MATERIALS PROVIDED =>

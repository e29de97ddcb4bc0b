use std::collections::HashMap;

use farewatch_core::airports::normalize_city;
use farewatch_shared::PriceStatistics;
use rand::Rng;
use serde::{Deserialize, Serialize};

/// Coarse regions used to guess whether a route is short-haul.
#[derive(Debug, Clone, Copy, PartialEq, Eq, Hash, Serialize, Deserialize)]
#[serde(rename_all = "SCREAMING_SNAKE_CASE")]
pub enum Region {
    UnitedStates,
    Europe,
    Asia,
    Australia,
}

#[derive(Debug, Clone, Serialize, Deserialize)]
pub struct PricingConfig {
    /// Known base fares keyed by `"origin-destination"` (lower-case).
    pub route_fares: HashMap<String, i32>,

    /// Cities per region.
    pub regions: Vec<(Region, Vec<String>)>,

    /// Base fare band when both cities share a region.
    pub regional_band: (i32, i32),

    /// Base fare band for everything else.
    pub long_haul_band: (i32, i32),

    /// No synthesized fare goes below this.
    pub min_price: i32,

    /// Model-reported prices above this are ignored.
    pub max_fare: i32,
}

impl Default for PricingConfig {
    fn default() -> Self {
        let route_fares = [
            ("new york-london", 600),
            ("new york-paris", 650),
            ("new york-los angeles", 350),
            ("london-paris", 150),
            ("los angeles-tokyo", 900),
            ("new york-miami", 250),
            ("chicago-new york", 200),
            ("san francisco-new york", 400),
            ("dubai-london", 700),
            ("singapore-hong kong", 400),
            ("dubai-mumbai", 300),
            ("dubai-new york", 950),
        ]
        .into_iter()
        .map(|(route, fare)| (route.to_string(), fare))
        .collect();

        let cities = |names: &[&str]| names.iter().map(|n| n.to_string()).collect::<Vec<_>>();
        let regions = vec![
            (
                Region::UnitedStates,
                cities(&[
                    "new york", "los angeles", "chicago", "miami", "san francisco", "boston", "seattle",
                    "atlanta", "denver", "dallas", "houston", "phoenix", "philadelphia",
                ]),
            ),
            (
                Region::Europe,
                cities(&["london", "paris", "berlin", "rome", "madrid", "barcelona", "amsterdam"]),
            ),
            (
                Region::Asia,
                cities(&["tokyo", "singapore", "hong kong", "beijing", "shanghai", "bangkok", "delhi", "mumbai"]),
            ),
            (Region::Australia, cities(&["sydney", "melbourne"])),
        ];

        Self {
            route_fares,
            regions,
            regional_band: (200, 500),
            long_haul_band: (500, 1200),
            min_price: 150,
            max_fare: 50_000,
        }
    }
}

/// Heuristic route pricing. No real fares are consulted.
pub struct PricingEngine {
    config: PricingConfig,
}

impl PricingEngine {
    pub fn new(config: PricingConfig) -> Self {
        Self { config }
    }

    /// Table fare for the pair, checked in both directions.
    pub fn known_fare(&self, from: &str, to: &str) -> Option<i32> {
        let (from, to) = (normalize_city(from), normalize_city(to));
        self.config
            .route_fares
            .get(&format!("{}-{}", from, to))
            .or_else(|| self.config.route_fares.get(&format!("{}-{}", to, from)))
            .copied()
    }

    pub fn region_of(&self, city: &str) -> Option<Region> {
        let city = normalize_city(city);
        self.config
            .regions
            .iter()
            .find(|(_, members)| members.iter().any(|m| *m == city))
            .map(|(region, _)| *region)
    }

    pub fn same_region(&self, a: &str, b: &str) -> bool {
        matches!((self.region_of(a), self.region_of(b)), (Some(ra), Some(rb)) if ra == rb)
    }

    /// Base fare: table value, else a random draw from the regional or
    /// long-haul band.
    pub fn base_price<R: Rng + ?Sized>(&self, from: &str, to: &str, rng: &mut R) -> i32 {
        if let Some(fare) = self.known_fare(from, to) {
            return fare;
        }

        let (low, high) = if self.same_region(from, to) {
            self.config.regional_band
        } else {
            self.config.long_haul_band
        };
        rng.gen_range(low as f64..high as f64).round() as i32
    }

    /// Band offers are drawn from when statistics are available: the parsed
    /// range, else ±20 % around the average, else ±20 % around the route base.
    /// Values outside `1..=max_fare` are skipped.
    pub fn statistics_band<R: Rng + ?Sized>(
        &self,
        stats: &PriceStatistics,
        from: &str,
        to: &str,
        rng: &mut R,
    ) -> (i32, i32) {
        let plausible = |price: i32| price > 0 && price <= self.config.max_fare;

        if let Some((low, high)) = stats.range_bounds() {
            if plausible(low) && plausible(high) {
                return (low, high);
            }
        }

        let center = if plausible(stats.average_price) {
            stats.average_price
        } else {
            self.base_price(from, to, rng)
        };
        spread(center)
    }

    /// Clamp to the configured minimum.
    pub fn apply_floor(&self, price: i32) -> i32 {
        price.max(self.config.min_price)
    }
}

/// ±20 % around a centre price.
pub fn spread(center: i32) -> (i32, i32) {
    let center = center as f64;
    ((center * 0.8).round() as i32, (center * 1.2).round() as i32)
}
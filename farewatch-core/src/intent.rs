//! Flight-intent detection and the local (regex + gazetteer) field extractor.

use std::sync::LazyLock;

use farewatch_shared::FlightQueryIntent;
use regex::Regex;

use crate::airports;
use crate::{CoreError, CoreResult};

/// Words that make a message worth running through extraction. Matching is
/// substring-based and deliberately loose.
pub const FLIGHT_KEYWORDS: [&str; 13] = [
    "flight", "fly", "travel", "trip", "ticket", "airfare", "airline", "from", "to", "depart",
    "arrive", "airport", "book",
];

static RE_FROM_TO: LazyLock<Regex> =
    LazyLock::new(|| Regex::new(r"from\s+([a-z\s]+)\s+to\s+([a-z\s]+)").unwrap());

static RE_X_TO_Y: LazyLock<Regex> =
    LazyLock::new(|| Regex::new(r"([a-z\s]+)\s+to\s+([a-z\s]+)").unwrap());

static RE_X_TO_Y_WHOLE: LazyLock<Regex> =
    LazyLock::new(|| Regex::new(r"^([a-z\s]+)\s+to\s+([a-z\s]+)$").unwrap());

static RE_DATE: LazyLock<Regex> = LazyLock::new(|| {
    Regex::new(
        r"\b(january|february|march|april|may|june|july|august|september|october|november|december|jan|feb|mar|apr|jun|jul|aug|sep|oct|nov|dec|next month|next week|tomorrow|today|in \d+ days)\b",
    )
    .unwrap()
});

static RE_GAZETTEER: LazyLock<Vec<(&'static str, Regex)>> = LazyLock::new(|| {
    airports::gazetteer()
        .map(|city| (city, Regex::new(&format!(r"\b{}\b", regex::escape(city))).unwrap()))
        .collect()
});

/// Case-insensitive keyword check.
pub fn is_flight_query(message: &str) -> bool {
    let lower = message.to_lowercase();
    FLIGHT_KEYWORDS.iter().any(|keyword| lower.contains(keyword))
}

/// `from X to Y` anywhere in already lower-cased text.
pub fn match_from_to(lower: &str) -> Option<(String, String)> {
    capture_pair(&RE_FROM_TO, lower)
}

/// `X to Y` anywhere in already lower-cased text.
pub fn match_x_to_y(lower: &str) -> Option<(String, String)> {
    capture_pair(&RE_X_TO_Y, lower)
}

/// `X to Y` spanning the whole (trimmed, lower-cased) message.
pub fn match_whole_x_to_y(lower: &str) -> Option<(String, String)> {
    capture_pair(&RE_X_TO_Y_WHOLE, lower.trim())
}

fn capture_pair(re: &Regex, text: &str) -> Option<(String, String)> {
    let caps = re.captures(text)?;
    let from = caps.get(1)?.as_str().trim();
    let to = caps.get(2)?.as_str().trim();
    if from.is_empty() || to.is_empty() {
        return None;
    }
    Some((from.to_string(), to.to_string()))
}

/// First date-ish token (month, abbreviation or relative phrase).
pub fn match_date(lower: &str) -> Option<String> {
    RE_DATE.captures(lower).and_then(|caps| caps.get(1)).map(|m| m.as_str().to_string())
}

/// Gazetteer names present in the text, ordered by where they first appear.
pub fn gazetteer_hits(lower: &str) -> Vec<&'static str> {
    let mut hits: Vec<(usize, usize, &'static str)> = RE_GAZETTEER
        .iter()
        .filter_map(|(city, re)| re.find(lower).map(|m| (m.start(), m.len(), *city)))
        .collect();

    // Earlier first; on a tie the longer name wins.
    hits.sort_by(|a, b| a.0.cmp(&b.0).then(b.1.cmp(&a.1)));
    hits.into_iter().map(|(_, _, city)| city).collect()
}

/// Cities from a caller-provided short list, ordered by first appearance.
/// Plain substring matching.
pub fn find_cities_in<'a>(lower: &str, cities: &[&'a str]) -> Vec<&'a str> {
    let mut hits: Vec<(usize, &'a str)> = cities
        .iter()
        .filter_map(|city| lower.find(city).map(|pos| (pos, *city)))
        .collect();
    hits.sort_by_key(|(pos, _)| *pos);
    hits.into_iter().map(|(_, city)| city).collect()
}

// ============================================================================
// Extractor
// ============================================================================

/// What to do when a message talks about flights but the route is only
/// partly resolved.
#[derive(Debug, Clone, PartialEq, Eq)]
pub enum FillPolicy {
    /// Substitute a fixed route for the missing side(s).
    DefaultRoute { origin: String, destination: String },
    /// Leave the gaps so the caller can ask the user.
    Clarify,
}

impl FillPolicy {
    pub fn default_route(origin: &str, destination: &str) -> CoreResult<Self> {
        if origin.trim().is_empty() || destination.trim().is_empty() {
            return Err(CoreError::ValidationError(
                "default route needs both an origin and a destination".to_string(),
            ));
        }
        Ok(FillPolicy::DefaultRoute {
            origin: origin.trim().to_string(),
            destination: destination.trim().to_string(),
        })
    }
}

impl Default for FillPolicy {
    fn default() -> Self {
        FillPolicy::DefaultRoute {
            origin: "New York".to_string(),
            destination: "London".to_string(),
        }
    }
}

/// Pattern and gazetteer based extraction, used whenever the language model
/// is unavailable or its answer cannot be read.
#[derive(Debug, Clone, Default)]
pub struct FieldExtractor {
    fill: FillPolicy,
}

impl FieldExtractor {
    pub fn new(fill: FillPolicy) -> Self {
        Self { fill }
    }

    pub fn fill_policy(&self) -> &FillPolicy {
        &self.fill
    }

    pub fn extract(&self, message: &str) -> FlightQueryIntent {
        let lower = message.to_lowercase();

        // 1. Route: "from X to Y", then "X to Y", then the gazetteer
        let (mut from, mut to) = match match_from_to(&lower).or_else(|| match_x_to_y(&lower)) {
            Some((from, to)) => (Some(from), Some(to)),
            None => {
                let mut cities = gazetteer_hits(&lower).into_iter();
                (cities.next().map(String::from), cities.next().map(String::from))
            }
        };

        // 2. Date
        let date = match_date(&lower);

        // 3. Guess-fill
        if lower.contains("flight") && (from.is_none() || to.is_none()) {
            if let FillPolicy::DefaultRoute { origin, destination } = &self.fill {
                tracing::debug!(?from, ?to, "Filling incomplete route with defaults");
                from = from.or_else(|| Some(origin.clone()));
                to = to.or_else(|| Some(destination.clone()));
            }
        }

        FlightQueryIntent::new(from, to, date)
    }
}
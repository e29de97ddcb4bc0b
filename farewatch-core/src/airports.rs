//! City gazetteer and IATA code lookup.
//!
//! The table doubles as the gazetteer used by the fallback extractor: every
//! name (aliases like `nyc` and `sf` included) is something we recognise in
//! free text and can print a code for.

/// Known city names (lower-case) and the airport code shown for them.
pub const AIRPORT_CODES: [(&str, &str); 36] = [
    ("new york", "JFK"),
    ("nyc", "JFK"),
    ("london", "LHR"),
    ("paris", "CDG"),
    ("tokyo", "NRT"),
    ("los angeles", "LAX"),
    ("la", "LAX"),
    ("chicago", "ORD"),
    ("miami", "MIA"),
    ("san francisco", "SFO"),
    ("sf", "SFO"),
    ("boston", "BOS"),
    ("seattle", "SEA"),
    ("atlanta", "ATL"),
    ("denver", "DEN"),
    ("dallas", "DFW"),
    ("houston", "IAH"),
    ("phoenix", "PHX"),
    ("philadelphia", "PHL"),
    ("toronto", "YYZ"),
    ("vancouver", "YVR"),
    ("sydney", "SYD"),
    ("melbourne", "MEL"),
    ("dubai", "DXB"),
    ("singapore", "SIN"),
    ("hong kong", "HKG"),
    ("berlin", "BER"),
    ("rome", "FCO"),
    ("madrid", "MAD"),
    ("barcelona", "BCN"),
    ("amsterdam", "AMS"),
    ("bangkok", "BKK"),
    ("beijing", "PEK"),
    ("shanghai", "PVG"),
    ("delhi", "DEL"),
    ("mumbai", "BOM"),
];

/// Gazetteer names in table order.
pub fn gazetteer() -> impl Iterator<Item = &'static str> {
    AIRPORT_CODES.iter().map(|(city, _)| *city)
}

/// Lower-cases and collapses whitespace so `"New  York"` and `"new york"`
/// share a key.
pub fn normalize_city(city: &str) -> String {
    city.split_whitespace()
        .map(str::to_lowercase)
        .collect::<Vec<_>>()
        .join(" ")
}

/// Known code for the city, else a pseudo-code: first letter of the first
/// two words plus the second letter of the first word, or the first three
/// letters of a one-word name.
pub fn airport_code(city: &str) -> String {
    let key = normalize_city(city);

    if let Some((_, code)) = AIRPORT_CODES.iter().find(|(name, _)| *name == key) {
        return (*code).to_string();
    }

    let words: Vec<&str> = key.split(' ').filter(|w| !w.is_empty()).collect();
    let code: String = match words.as_slice() {
        [] => String::new(),
        [single] => single.chars().take(3).collect(),
        [first, second, ..] => {
            let mut first_chars = first.chars();
            let mut code = String::new();
            code.extend(first_chars.next());
            code.extend(second.chars().next());
            code.extend(first_chars.next());
            code
        }
    };

    code.to_uppercase()
}

/// Capitalise the first letter of every word.
pub fn display_name(city: &str) -> String {
    city.split_whitespace()
        .map(|word| {
            let mut chars = word.chars();
            match chars.next() {
                Some(first) => first.to_uppercase().chain(chars).collect(),
                None => String::new(),
            }
        })
        .collect::<Vec<_>>()
        .join(" ")
}

/// Card label, e.g. `"Dubai (DXB)"`.
pub fn route_label(city: &str) -> String {
    format!("{} ({})", display_name(city), airport_code(city))
}
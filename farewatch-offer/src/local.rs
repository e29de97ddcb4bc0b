use chrono::NaiveDate;
use farewatch_catalog::airlines;
use farewatch_core::airports::display_name;
use farewatch_core::intent::{find_cities_in, match_from_to, match_whole_x_to_y};
use farewatch_core::replies;
use farewatch_shared::{ChatReply, FlightOffer, PriceStatistics};
use rand::Rng;

use crate::generator::{price_delta, travel_dates, OfferError};
use crate::statistics::mock_statistics;

/// Offers produced by the offline fallback.
pub const LOCAL_OFFER_COUNT: usize = 3;

const LOCAL_KEYWORDS: [&str; 4] = ["flight", "from", "to", "travel"];

const COMMON_CITIES: [&str; 11] = [
    "new york",
    "london",
    "paris",
    "tokyo",
    "los angeles",
    "chicago",
    "miami",
    "san francisco",
    "boston",
    "dubai",
    "mumbai",
];

const DEFAULT_ROUTE: (&str, &str) = ("New York", "London");

/// Self-contained answers for a client that cannot reach the service.
/// Needs no configuration and never touches the network.
#[derive(Debug, Clone, Copy, Default)]
pub struct LocalFallback;

impl LocalFallback {
    pub fn new() -> Self {
        Self
    }

    pub fn respond<R: Rng + ?Sized>(
        &self,
        message: &str,
        today: NaiveDate,
        rng: &mut R,
    ) -> Result<ChatReply, OfferError> {
        let lower = message.to_lowercase();

        if !LOCAL_KEYWORDS.iter().any(|k| lower.contains(k)) {
            return Ok(ChatReply::text(replies::canned_reply_or(message, replies::DEFAULT_SHORT)));
        }

        let (from, to) = route_guess(&lower);
        let stats = mock_statistics(rng);
        let offers = self.offers(&from, &to, &stats, today, rng)?;

        let content = format!(
            "I've analyzed flights from {} to {}. The average price is around ${}, with prices typically ranging from {}. {} The best time to book is {}, and prices are currently {}.",
            from,
            to,
            stats.average_price,
            stats.price_range,
            stats.price_insight,
            stats.best_time_to_book,
            stats.price_trend,
        );

        Ok(ChatReply::text(content).with_offers(offers).with_statistics(stats))
    }

    fn offers<R: Rng + ?Sized>(
        &self,
        from: &str,
        to: &str,
        stats: &PriceStatistics,
        today: NaiveDate,
        rng: &mut R,
    ) -> Result<Vec<FlightOffer>, OfferError> {
        let from_label = format!("{} ({})", display_name(from), short_code(from));
        let to_label = format!("{} ({})", display_name(to), short_code(to));

        (0..LOCAL_OFFER_COUNT)
            .map(|i| {
                let (depart_date, return_date) = travel_dates(today, rng)?;
                let price = rng.gen_range(300..=999);
                let delta = price_delta(Some(stats.price_trend), rng);

                Ok(FlightOffer {
                    id: format!("flight{}", i + 1),
                    from: from_label.clone(),
                    to: to_label.clone(),
                    depart_date,
                    return_date,
                    price,
                    previous_price: price - delta,
                    airline: airlines::pick(&airlines::COMPACT_ROSTER, rng),
                    currency: "USD".to_string(),
                    insight: None,
                    best_time_to_book: None,
                    cheapest_month: None,
                })
            })
            .collect()
    }
}

/// Route from the lower-cased message, falling back to New York → London.
fn route_guess(lower: &str) -> (String, String) {
    if let Some((from, to)) = match_from_to(lower).or_else(|| match_whole_x_to_y(lower)) {
        return (display_name(&from), display_name(&to));
    }

    // Hits are ordered by where they appear in the message, not by list position.
    match find_cities_in(lower, &COMMON_CITIES)[..] {
        [first, second, ..] => (display_name(first), display_name(second)),
        _ => (DEFAULT_ROUTE.0.to_string(), DEFAULT_ROUTE.1.to_string()),
    }
}

/// First three letters, upper-cased.
fn short_code(city: &str) -> String {
    city.chars().filter(|c| !c.is_whitespace()).take(3).collect::<String>().to_uppercase()
}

REQUIREMENT => Please copy each line from the material above in which the string "unwrap" appears.

TASK SOLUTION =>
    LazyLock::new(|| Regex::new(r"from\s+([a-z\s]+)\s+to\s+([a-z\s]+)").unwrap());
    LazyLock::new(|| Regex::new(r"([a-z\s]+)\s+to\s+([a-z\s]+)").unwrap());
    LazyLock::new(|| Regex::new(r"^([a-z\s]+)\s+to\s+([a-z\s]+)$").unwrap());
    .unwrap()
        .map(|city| (city, Regex::new(&format!(r"\b{}\b", regex::escape(city))).unwrap()))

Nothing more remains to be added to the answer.